Dataset excerpts:
::::::
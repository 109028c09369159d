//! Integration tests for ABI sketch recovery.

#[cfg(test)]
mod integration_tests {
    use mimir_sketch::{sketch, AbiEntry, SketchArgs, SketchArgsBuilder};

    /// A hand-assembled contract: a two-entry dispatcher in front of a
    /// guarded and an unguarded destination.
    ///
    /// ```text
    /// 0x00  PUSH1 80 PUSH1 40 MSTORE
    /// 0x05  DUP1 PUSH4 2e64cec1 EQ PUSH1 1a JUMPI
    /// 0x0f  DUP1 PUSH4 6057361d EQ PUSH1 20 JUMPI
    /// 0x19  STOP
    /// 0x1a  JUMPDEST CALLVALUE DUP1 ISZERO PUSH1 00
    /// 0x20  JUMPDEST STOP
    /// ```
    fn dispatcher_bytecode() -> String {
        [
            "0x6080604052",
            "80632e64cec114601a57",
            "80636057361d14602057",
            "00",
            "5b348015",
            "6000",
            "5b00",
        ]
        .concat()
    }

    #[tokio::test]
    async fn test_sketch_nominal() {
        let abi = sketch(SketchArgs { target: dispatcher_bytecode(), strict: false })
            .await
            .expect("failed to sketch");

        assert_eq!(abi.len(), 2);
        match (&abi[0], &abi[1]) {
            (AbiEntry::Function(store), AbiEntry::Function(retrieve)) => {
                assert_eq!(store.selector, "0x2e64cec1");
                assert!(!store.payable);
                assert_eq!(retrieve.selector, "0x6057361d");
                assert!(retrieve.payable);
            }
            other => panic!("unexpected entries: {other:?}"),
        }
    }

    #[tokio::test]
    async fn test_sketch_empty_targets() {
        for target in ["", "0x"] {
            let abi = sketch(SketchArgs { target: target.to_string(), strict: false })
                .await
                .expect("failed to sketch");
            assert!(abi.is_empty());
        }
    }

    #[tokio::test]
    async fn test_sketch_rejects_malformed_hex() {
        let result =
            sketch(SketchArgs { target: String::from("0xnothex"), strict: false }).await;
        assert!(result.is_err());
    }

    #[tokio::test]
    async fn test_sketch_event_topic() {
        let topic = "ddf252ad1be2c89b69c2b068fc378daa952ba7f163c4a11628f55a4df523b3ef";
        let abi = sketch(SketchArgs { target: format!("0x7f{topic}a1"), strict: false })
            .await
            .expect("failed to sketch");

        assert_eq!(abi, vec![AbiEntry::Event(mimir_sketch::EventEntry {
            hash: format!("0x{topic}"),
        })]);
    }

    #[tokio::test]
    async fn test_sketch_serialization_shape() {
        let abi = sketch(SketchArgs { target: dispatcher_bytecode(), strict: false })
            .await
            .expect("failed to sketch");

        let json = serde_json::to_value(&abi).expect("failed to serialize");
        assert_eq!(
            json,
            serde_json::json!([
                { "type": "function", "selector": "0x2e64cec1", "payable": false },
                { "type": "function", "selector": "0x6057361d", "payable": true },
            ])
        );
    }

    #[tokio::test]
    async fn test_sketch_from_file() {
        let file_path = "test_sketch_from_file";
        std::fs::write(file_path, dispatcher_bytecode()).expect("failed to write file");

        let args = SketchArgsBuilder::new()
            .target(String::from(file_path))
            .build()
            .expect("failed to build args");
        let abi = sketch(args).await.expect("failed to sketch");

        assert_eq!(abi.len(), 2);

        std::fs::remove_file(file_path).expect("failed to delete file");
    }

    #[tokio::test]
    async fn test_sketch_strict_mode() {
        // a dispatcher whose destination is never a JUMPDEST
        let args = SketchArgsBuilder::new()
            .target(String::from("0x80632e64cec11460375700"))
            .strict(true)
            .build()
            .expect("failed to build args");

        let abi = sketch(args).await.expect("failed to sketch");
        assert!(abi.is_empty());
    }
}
::::::
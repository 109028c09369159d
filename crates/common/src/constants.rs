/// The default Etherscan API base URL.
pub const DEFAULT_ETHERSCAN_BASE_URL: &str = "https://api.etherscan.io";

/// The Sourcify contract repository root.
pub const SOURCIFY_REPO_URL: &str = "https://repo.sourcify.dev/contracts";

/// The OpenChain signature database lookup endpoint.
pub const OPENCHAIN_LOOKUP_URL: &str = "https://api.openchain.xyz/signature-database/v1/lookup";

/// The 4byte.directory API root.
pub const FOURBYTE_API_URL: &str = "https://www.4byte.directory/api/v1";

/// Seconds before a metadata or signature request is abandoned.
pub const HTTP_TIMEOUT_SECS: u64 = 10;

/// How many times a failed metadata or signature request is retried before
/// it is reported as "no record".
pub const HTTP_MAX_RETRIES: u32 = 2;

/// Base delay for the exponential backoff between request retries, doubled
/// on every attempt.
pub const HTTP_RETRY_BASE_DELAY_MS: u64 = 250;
::::::
(Task instructions) The lines above that hold the string "type" are to be located and copied.

(Answer below)
                { "type": "function", "selector": "0x2e64cec1", "payable": false },
                { "type": "function", "selector": "0x6057361d", "payable": true },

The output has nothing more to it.